Characterisation of chromosome derived circular DNA elements from blood and muscle tissue of pigeon.

Extrachromosomal circular DNA elements (eccDNAs) of chromosomal origin are known to be common in a number of eukaryotic species. However, it remains to be addressed whether genomic features such as genome size, load of repetitive elements within the genome and/or animal physiology affects the number of eccDNAs. Here we use the pigeon Columba livia as a model to investigate the genomic distribution and abundance of eccDNAs in a condensed genome. By sequencing the eccDNA in blood and breast muscle from three pigeon breeds at various ages and with different flight behavior, we characterize thirty thousand unique eccDNAs. Comparison between pigeon and human eccDNA from skeletal muscle reveals higher numbers of unique eccDNAs per human nucleus. The fraction of eccDNA sequences, derived from repetitive elements, exist in proportions similar to genome content, i.e. human 72.4% (expected 52.5%) and pigeon 8.7% (expected 5.5%). In humans, SINEs, simple repeats and satellites are overrepresented by ~2-fold and repeats from tRNA and rRNA are ~5-fold enriched.

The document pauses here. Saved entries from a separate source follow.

//! Chat completions over `POST /chat/completions`.

use async_trait::async_trait;
use serde::{Deserialize, Serialize};
use tracing::{debug, error};

use super::{OpenAIConfig, describe_error_response, describe_send_error};
use crate::chat::{ChatMessage, ChatModel};
use crate::error::{RagError, Result};

const DEFAULT_MODEL: &str = "gpt-4o";
const DEFAULT_TEMPERATURE: f32 = 0.7;
const DEFAULT_MAX_TOKENS: u32 = 1000;

/// A [`ChatModel`] backed by the OpenAI chat completions API.
///
/// Defaults: `gpt-4o`, temperature `0.7`, at most 1000 completion tokens.
pub struct OpenAIChatModel {
    client: reqwest::Client,
    config: OpenAIConfig,
    model: String,
    temperature: f32,
    max_tokens: u32,
}

impl OpenAIChatModel {
    pub fn new(config: OpenAIConfig) -> Result<Self> {
        let client = config.http_client()?;
        Ok(Self {
            client,
            config,
            model: DEFAULT_MODEL.into(),
            temperature: DEFAULT_TEMPERATURE,
            max_tokens: DEFAULT_MAX_TOKENS,
        })
    }

    pub fn with_model(mut self, model: impl Into<String>) -> Self {
        self.model = model.into();
        self
    }

    pub fn with_temperature(mut self, temperature: f32) -> Self {
        self.temperature = temperature;
        self
    }

    pub fn with_max_tokens(mut self, max_tokens: u32) -> Self {
        self.max_tokens = max_tokens;
        self
    }

    fn fail(&self, message: String) -> RagError {
        RagError::AnswerGeneration { model: self.model.clone(), message }
    }
}

#[derive(Serialize)]
struct CompletionRequest<'a> {
    model: &'a str,
    messages: &'a [ChatMessage],
    temperature: f32,
    max_tokens: u32,
}

#[derive(Deserialize)]
struct CompletionResponse {
    choices: Vec<Choice>,
}

#[derive(Deserialize)]
struct Choice {
    message: ResponseMessage,
}

#[derive(Deserialize)]
struct ResponseMessage {
    content: Option<String>,
}

#[async_trait]
impl ChatModel for OpenAIChatModel {
    async fn complete(&self, messages: &[ChatMessage]) -> Result<String> {
        debug!(model = %self.model, message_count = messages.len(), "requesting chat completion");

        let body = CompletionRequest {
            model: &self.model,
            messages,
            temperature: self.temperature,
            max_tokens: self.max_tokens,
        };

        let response = self
            .client
            .post(self.config.endpoint("chat/completions"))
            .bearer_auth(&self.config.api_key)
            .json(&body)
            .send()
            .await
            .map_err(|e| {
                error!(model = %self.model, error = %e, "chat request failed");
                self.fail(describe_send_error(&e, self.config.timeout))
            })?;

        if !response.status().is_success() {
            let message = describe_error_response(response).await;
            error!(model = %self.model, %message, "chat API error");
            return Err(self.fail(message));
        }

        let parsed: CompletionResponse = response.json().await.map_err(|e| {
            error!(model = %self.model, error = %e, "failed to parse chat response");
            self.fail(format!("failed to parse response: {e}"))
        })?;

        parsed
            .choices
            .into_iter()
            .next()
            .and_then(|choice| choice.message.content)
            .ok_or_else(|| self.fail("response contained no message content".into()))
    }

    fn name(&self) -> &str {
        &self.model
    }
}

#[cfg(test)]
mod tests {
    use serde_json::json;
    use wiremock::matchers::{body_partial_json, method, path};
    use wiremock::{Mock, MockServer, ResponseTemplate};

    use super::*;

    fn model(server: &MockServer) -> OpenAIChatModel {
        OpenAIChatModel::new(OpenAIConfig::new("sk-test").with_base_url(server.uri())).unwrap()
    }

    #[tokio::test]
    async fn sends_system_and_user_messages() {
        let server = MockServer::start().await;
        Mock::given(method("POST"))
            .and(path("/chat/completions"))
            .and(body_partial_json(json!({
                "model": "gpt-4o",
                "messages": [
                    { "role": "system", "content": "be brief" },
                    { "role": "user", "content": "hi" }
                ]
            })))
            .respond_with(ResponseTemplate::new(200).set_body_json(json!({
                "choices": [{ "message": { "role": "assistant", "content": "Hello there." } }]
            })))
            .expect(1)
            .mount(&server)
            .await;

        let reply = model(&server)
            .complete(&[ChatMessage::system("be brief"), ChatMessage::user("hi")])
            .await
            .unwrap();
        assert_eq!(reply, "Hello there.");
    }

    #[tokio::test]
    async fn missing_content_is_an_answer_error() {
        let server = MockServer::start().await;
        Mock::given(method("POST"))
            .and(path("/chat/completions"))
            .respond_with(ResponseTemplate::new(200).set_body_json(json!({ "choices": [] })))
            .mount(&server)
            .await;

        let err = model(&server).complete(&[ChatMessage::user("hi")]).await.unwrap_err();
        assert!(matches!(err, RagError::AnswerGeneration { ref model, .. } if model == "gpt-4o"));
    }

    #[tokio::test]
    async fn server_error_is_an_answer_error() {
        let server = MockServer::start().await;
        Mock::given(method("POST"))
            .and(path("/chat/completions"))
            .respond_with(ResponseTemplate::new(500).set_body_string("upstream exploded"))
            .mount(&server)
            .await;

        let err = model(&server).complete(&[ChatMessage::user("hi")]).await.unwrap_err();
        assert!(err.to_string().contains("upstream exploded"));
    }
}
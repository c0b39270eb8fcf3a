//! Per-console state kept by the caller, never by the pipeline.

use vox_rag::{Result, Voice};

/// What one interactive session has done so far.
#[derive(Debug, Clone, Default)]
pub struct ConsoleSession {
    /// Display names ingested during this session, in order.
    pub processed_documents: Vec<String>,
    /// Voice used for answers.
    pub voice: Voice,
}

impl ConsoleSession {
    pub fn new(voice: Voice) -> Self {
        Self { processed_documents: Vec::new(), voice }
    }

    pub fn is_processed(&self, name: &str) -> bool {
        self.processed_documents.iter().any(|d| d == name)
    }

    /// Record `name`; returns `false` if it was already recorded.
    pub fn mark_processed(&mut self, name: impl Into<String>) -> bool {
        let name = name.into();
        if self.is_processed(&name) {
            return false;
        }
        self.processed_documents.push(name);
        true
    }

    /// Switch voice by name, leaving the current one on error.
    pub fn set_voice(&mut self, name: &str) -> Result<Voice> {
        self.voice = name.parse()?;
        Ok(self.voice)
    }
}

/// One line of console input.
#[derive(Debug, Clone, PartialEq, Eq)]
pub enum ConsoleCommand {
    Ingest { path: String, name: Option<String> },
    Docs,
    Voice(String),
    Voices,
    Help,
    Quit,
    Ask(String),
    Unknown(String),
}

impl ConsoleCommand {
    /// Lines starting with `:` are commands; anything else is a question.
    pub fn parse(line: &str) -> Option<Self> {
        let line = line.trim();
        if line.is_empty() {
            return None;
        }
        let Some(rest) = line.strip_prefix(':') else {
            return Some(Self::Ask(line.to_string()));
        };

        let mut parts = rest.splitn(2, char::is_whitespace);
        let command = parts.next().unwrap_or_default();
        let args = parts.next().map(str::trim).unwrap_or_default();

        Some(match command {
            "ingest" | "i" if !args.is_empty() => {
                let mut words = args.splitn(2, char::is_whitespace);
                let path = words.next().unwrap_or_default().to_string();
                let name = words.next().map(str::trim).filter(|n| !n.is_empty()).map(String::from);
                Self::Ingest { path, name }
            }
            "docs" => Self::Docs,
            "voice" if !args.is_empty() => Self::Voice(args.to_string()),
            "voices" => Self::Voices,
            "help" | "h" | "?" => Self::Help,
            "quit" | "q" | "exit" => Self::Quit,
            _ => Self::Unknown(line.to_string()),
        })
    }
}
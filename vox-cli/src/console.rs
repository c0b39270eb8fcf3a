use std::path::Path;

use anyhow::Result;
use rustyline::DefaultEditor;
use rustyline::error::ReadlineError;
use vox_rag::VoiceRagPipeline;

use crate::commands::{display_name, format_report, format_result, format_voices};
use crate::session::{ConsoleCommand, ConsoleSession};

const HELP: &str = "\
Commands:
  :ingest <path> [name]  add a PDF, text or markdown file
  :docs                  list documents ingested in this session
  :voice <name>          change the narration voice
  :voices                list available voices
  :help                  show this help
  :quit                  leave the console
Anything else is asked as a question.";

pub async fn run_console(pipeline: &VoiceRagPipeline, mut session: ConsoleSession) -> Result<()> {
    pipeline.ensure_collection().await?;
    let mut rl = DefaultEditor::new()?;

    println!("Vox console");
    println!("Collection: {}", pipeline.config().collection_name);
    println!("Voice: {}", session.voice);
    println!("Type :help for commands. Ctrl+C to exit.\n");

    loop {
        let line = match rl.readline("vox> ") {
            Ok(line) => line,
            Err(ReadlineError::Interrupted) => {
                println!("Interrupted");
                break;
            }
            Err(ReadlineError::Eof) => break,
            Err(err) => {
                eprintln!("Error: {err}");
                break;
            }
        };

        let Some(command) = ConsoleCommand::parse(&line) else {
            continue;
        };
        rl.add_history_entry(line.as_str())?;

        match command {
            ConsoleCommand::Quit => break,
            ConsoleCommand::Help => println!("{HELP}"),
            ConsoleCommand::Voices => println!("{}", format_voices(session.voice)),
            ConsoleCommand::Voice(name) => match session.set_voice(&name) {
                Ok(voice) => println!("Voice set to {voice}"),
                Err(e) => eprintln!("{e}"),
            },
            ConsoleCommand::Docs => {
                if session.processed_documents.is_empty() {
                    println!("No documents ingested yet.");
                }
                for doc in &session.processed_documents {
                    println!("  {doc}");
                }
            }
            ConsoleCommand::Ingest { path, name } => {
                let path = Path::new(&path);
                let name = display_name(path, name.as_deref());
                if session.is_processed(&name) {
                    println!("{name} was already ingested in this session, skipping.");
                    continue;
                }
                match pipeline.ingest_file(path, name.clone()).await {
                    Ok(report) => {
                        session.mark_processed(name);
                        println!("{}", format_report(&report));
                    }
                    Err(e) => eprintln!("Error: {e}"),
                }
            }
            ConsoleCommand::Ask(question) => {
                let result = pipeline.answer_query(&question, Some(session.voice.as_str())).await;
                println!("\n{}\n", format_result(&result));
            }
            ConsoleCommand::Unknown(input) => {
                eprintln!("Unknown command '{input}'. Type :help for commands.");
            }
        }
    }

    Ok(())
}
//! OpenAI-backed embedding, chat, and speech clients.
//!
//! This module is only available when the `openai` feature is enabled. All
//! three clients call the REST API directly with `reqwest` and share one
//! [`OpenAIConfig`]. A custom `base_url` points them at any
//! OpenAI-compatible endpoint.

mod chat;
mod embedding;
mod speech;

use std::fmt;
use std::time::Duration;

use serde::Deserialize;

use crate::error::{RagError, Result};

pub use chat::OpenAIChatModel;
pub use embedding::OpenAIEmbeddingProvider;
pub use speech::OpenAISpeechSynthesizer;

/// The default OpenAI API base URL.
pub const DEFAULT_BASE_URL: &str = "https://api.openai.com/v1";

/// Per-request timeout applied when none is configured.
pub const DEFAULT_TIMEOUT: Duration = Duration::from_secs(60);

/// Connection settings shared by the OpenAI clients.
#[derive(Clone)]
pub struct OpenAIConfig {
    pub api_key: String,
    pub base_url: String,
    pub timeout: Duration,
}

impl fmt::Debug for OpenAIConfig {
    fn fmt(&self, f: &mut fmt::Formatter<'_>) -> fmt::Result {
        f.debug_struct("OpenAIConfig")
            .field("api_key", &"<redacted>")
            .field("base_url", &self.base_url)
            .field("timeout", &self.timeout)
            .finish()
    }
}

impl OpenAIConfig {
    /// Settings for the public API with the given key.
    pub fn new(api_key: impl Into<String>) -> Self {
        Self { api_key: api_key.into(), base_url: DEFAULT_BASE_URL.to_string(), timeout: DEFAULT_TIMEOUT }
    }

    /// Read `OPENAI_API_KEY` and, if set, `OPENAI_BASE_URL`.
    pub fn from_env() -> Result<Self> {
        let api_key = std::env::var("OPENAI_API_KEY")
            .map_err(|_| RagError::Config("OPENAI_API_KEY environment variable not set".into()))?;
        let mut config = Self::new(api_key);
        if let Ok(base_url) = std::env::var("OPENAI_BASE_URL") {
            config.base_url = base_url;
        }
        Ok(config)
    }

    pub fn with_base_url(mut self, base_url: impl Into<String>) -> Self {
        self.base_url = base_url.into();
        self
    }

    pub fn with_timeout(mut self, timeout: Duration) -> Self {
        self.timeout = timeout;
        self
    }

    fn endpoint(&self, path: &str) -> String {
        format!("{}/{}", self.base_url.trim_end_matches('/'), path)
    }

    fn http_client(&self) -> Result<reqwest::Client> {
        if self.api_key.trim().is_empty() {
            return Err(RagError::Config("OpenAI API key must not be empty".into()));
        }
        reqwest::Client::builder()
            .timeout(self.timeout)
            .build()
            .map_err(|e| RagError::Config(format!("failed to build HTTP client: {e}")))
    }
}

#[derive(Deserialize)]
struct ErrorResponse {
    error: ErrorDetail,
}

#[derive(Deserialize)]
struct ErrorDetail {
    message: String,
}

/// Describe a transport failure, calling out timeouts explicitly.
fn describe_send_error(e: &reqwest::Error, timeout: Duration) -> String {
    if e.is_timeout() {
        format!("request timed out after {timeout:?}")
    } else {
        format!("request failed: {e}")
    }
}

/// Describe a non-success response using the API's error message when present.
async fn describe_error_response(response: reqwest::Response) -> String {
    let status = response.status();
    let body = response.text().await.unwrap_or_default();
    let detail =
        serde_json::from_str::<ErrorResponse>(&body).map(|e| e.error.message).unwrap_or(body);
    format!("API returned {status}: {detail}")
}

In pigeons, coding regions (exons and genes) are overrepresented and repeats of LINEs and LTRs are ~2-fold enriched. We identify genomic regions that are potential hotspots for DNA circularization in breast muscle, including genes involved in muscle development. We find the biological age of pigeons does not correlate with eccDNA counts while the number of unique eccDNAs in a non-flying breed (King pigeons) is significantly higher (9-fold) than two other breeds. Our results suggest that eccDNA counts correlate with the content of repetitive elements in a genome and the sum of unique eccDNA types per nucleus can differ between species as well as subspecies.